◆ **Task objective**
Give back the whole listing exactly as it is written.

◆ **Data provided**
________________________________________
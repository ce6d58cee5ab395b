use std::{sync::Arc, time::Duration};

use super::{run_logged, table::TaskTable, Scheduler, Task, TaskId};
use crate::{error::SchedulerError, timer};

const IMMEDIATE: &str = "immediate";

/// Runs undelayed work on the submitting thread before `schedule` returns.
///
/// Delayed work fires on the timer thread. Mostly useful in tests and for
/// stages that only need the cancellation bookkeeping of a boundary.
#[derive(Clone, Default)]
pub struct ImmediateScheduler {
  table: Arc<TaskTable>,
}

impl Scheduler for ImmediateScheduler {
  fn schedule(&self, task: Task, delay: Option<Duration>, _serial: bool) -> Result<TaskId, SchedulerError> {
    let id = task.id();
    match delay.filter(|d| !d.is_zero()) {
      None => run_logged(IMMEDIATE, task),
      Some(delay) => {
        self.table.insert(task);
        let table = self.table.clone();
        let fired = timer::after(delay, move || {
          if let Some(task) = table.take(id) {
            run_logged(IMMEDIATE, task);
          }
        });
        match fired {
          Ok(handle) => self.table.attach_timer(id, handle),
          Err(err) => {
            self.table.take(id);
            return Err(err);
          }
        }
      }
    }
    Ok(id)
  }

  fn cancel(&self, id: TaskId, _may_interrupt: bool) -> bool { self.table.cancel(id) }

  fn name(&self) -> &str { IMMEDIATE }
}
________________________________________
◆ **Finished exercise**
repository ce6d58cee5ab395b
use std::{sync::Arc, time::Duration};

use super::{run_logged, table::TaskTable, Scheduler, Task, TaskId};
use crate::{error::SchedulerError, timer};

const IMMEDIATE: &str = "immediate";

/// Runs undelayed work on the submitting thread before `schedule` returns.
///
/// Delayed work fires on the timer thread. Mostly useful in tests and for
/// stages that only need the cancellation bookkeeping of a boundary.
#[derive(Clone, Default)]
pub struct ImmediateScheduler {
  table: Arc<TaskTable>,
}

impl Scheduler for ImmediateScheduler {
  fn schedule(&self, task: Task, delay: Option<Duration>, _serial: bool) -> Result<TaskId, SchedulerError> {
    let id = task.id();
    match delay.filter(|d| !d.is_zero()) {
      None => run_logged(IMMEDIATE, task),
      Some(delay) => {
        self.table.insert(task);
        let table = self.table.clone();
        let fired = timer::after(delay, move || {
          if let Some(task) = table.take(id) {
            run_logged(IMMEDIATE, task);
          }
        });
        match fired {
          Ok(handle) => self.table.attach_timer(id, handle),
          Err(err) => {
            self.table.take(id);
            return Err(err);
          }
        }
      }
    }
    Ok(id)
  }

  fn cancel(&self, id: TaskId, _may_interrupt: bool) -> bool { self.table.cancel(id) }

  fn name(&self) -> &str { IMMEDIATE }
}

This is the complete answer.